#### Recorded information ####
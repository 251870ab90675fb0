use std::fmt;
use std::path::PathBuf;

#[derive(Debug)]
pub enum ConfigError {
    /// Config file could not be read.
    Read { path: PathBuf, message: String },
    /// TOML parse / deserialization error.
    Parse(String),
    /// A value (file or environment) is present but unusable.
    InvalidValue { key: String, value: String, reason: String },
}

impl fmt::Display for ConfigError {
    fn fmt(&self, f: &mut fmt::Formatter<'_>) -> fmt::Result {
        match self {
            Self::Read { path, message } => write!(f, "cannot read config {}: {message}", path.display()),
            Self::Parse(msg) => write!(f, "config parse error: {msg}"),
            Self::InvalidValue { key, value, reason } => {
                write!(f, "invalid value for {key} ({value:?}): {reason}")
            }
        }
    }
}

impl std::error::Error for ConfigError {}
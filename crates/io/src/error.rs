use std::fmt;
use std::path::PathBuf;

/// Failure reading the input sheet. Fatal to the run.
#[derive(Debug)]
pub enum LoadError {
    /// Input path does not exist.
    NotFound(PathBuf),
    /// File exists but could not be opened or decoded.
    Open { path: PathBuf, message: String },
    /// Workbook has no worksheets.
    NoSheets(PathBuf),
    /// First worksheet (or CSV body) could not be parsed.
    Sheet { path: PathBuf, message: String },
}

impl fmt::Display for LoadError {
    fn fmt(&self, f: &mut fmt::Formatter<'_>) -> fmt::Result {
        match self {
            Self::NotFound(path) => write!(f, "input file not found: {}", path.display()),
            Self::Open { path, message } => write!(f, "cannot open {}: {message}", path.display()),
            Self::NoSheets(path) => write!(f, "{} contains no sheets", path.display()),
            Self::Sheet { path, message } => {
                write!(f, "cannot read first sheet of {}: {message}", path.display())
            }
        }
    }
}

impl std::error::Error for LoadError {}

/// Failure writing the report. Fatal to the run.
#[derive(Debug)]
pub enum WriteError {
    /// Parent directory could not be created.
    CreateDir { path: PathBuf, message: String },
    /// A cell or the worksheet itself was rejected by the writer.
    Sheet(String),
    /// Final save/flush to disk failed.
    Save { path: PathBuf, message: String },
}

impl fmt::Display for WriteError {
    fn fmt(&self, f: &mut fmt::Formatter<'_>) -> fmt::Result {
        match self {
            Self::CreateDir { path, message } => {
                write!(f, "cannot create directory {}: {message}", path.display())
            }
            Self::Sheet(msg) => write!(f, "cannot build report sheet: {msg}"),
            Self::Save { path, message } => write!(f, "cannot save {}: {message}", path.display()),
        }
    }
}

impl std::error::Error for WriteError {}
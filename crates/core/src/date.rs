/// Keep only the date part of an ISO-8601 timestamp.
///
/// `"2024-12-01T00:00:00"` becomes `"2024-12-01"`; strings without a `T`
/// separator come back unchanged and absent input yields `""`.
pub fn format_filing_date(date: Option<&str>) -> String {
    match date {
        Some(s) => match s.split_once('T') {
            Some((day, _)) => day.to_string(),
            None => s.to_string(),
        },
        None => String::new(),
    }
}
####
#### Recorded information ####
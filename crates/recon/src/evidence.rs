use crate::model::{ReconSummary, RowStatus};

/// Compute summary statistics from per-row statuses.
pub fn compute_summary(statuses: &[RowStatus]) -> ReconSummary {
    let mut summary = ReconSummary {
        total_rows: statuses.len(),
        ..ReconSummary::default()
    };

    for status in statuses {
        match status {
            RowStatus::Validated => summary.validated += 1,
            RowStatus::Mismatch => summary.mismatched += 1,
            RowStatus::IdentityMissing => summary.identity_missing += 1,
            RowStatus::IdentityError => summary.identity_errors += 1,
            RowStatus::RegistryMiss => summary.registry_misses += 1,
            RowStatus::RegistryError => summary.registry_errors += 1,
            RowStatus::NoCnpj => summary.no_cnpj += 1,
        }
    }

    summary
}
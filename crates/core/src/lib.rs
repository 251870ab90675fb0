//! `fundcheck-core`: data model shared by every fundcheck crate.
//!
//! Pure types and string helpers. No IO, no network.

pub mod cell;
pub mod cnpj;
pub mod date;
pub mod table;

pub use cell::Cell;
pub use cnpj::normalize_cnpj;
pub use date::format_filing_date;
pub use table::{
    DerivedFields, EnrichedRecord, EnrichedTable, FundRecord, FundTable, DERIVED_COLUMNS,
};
####
_Exercise description_: If a line in the entries contains the word "model", copy that line out.

_Response box_:
use crate::model::{ReconSummary, RowStatus};
//! `fundcheck-core`: data model shared by every fundcheck crate.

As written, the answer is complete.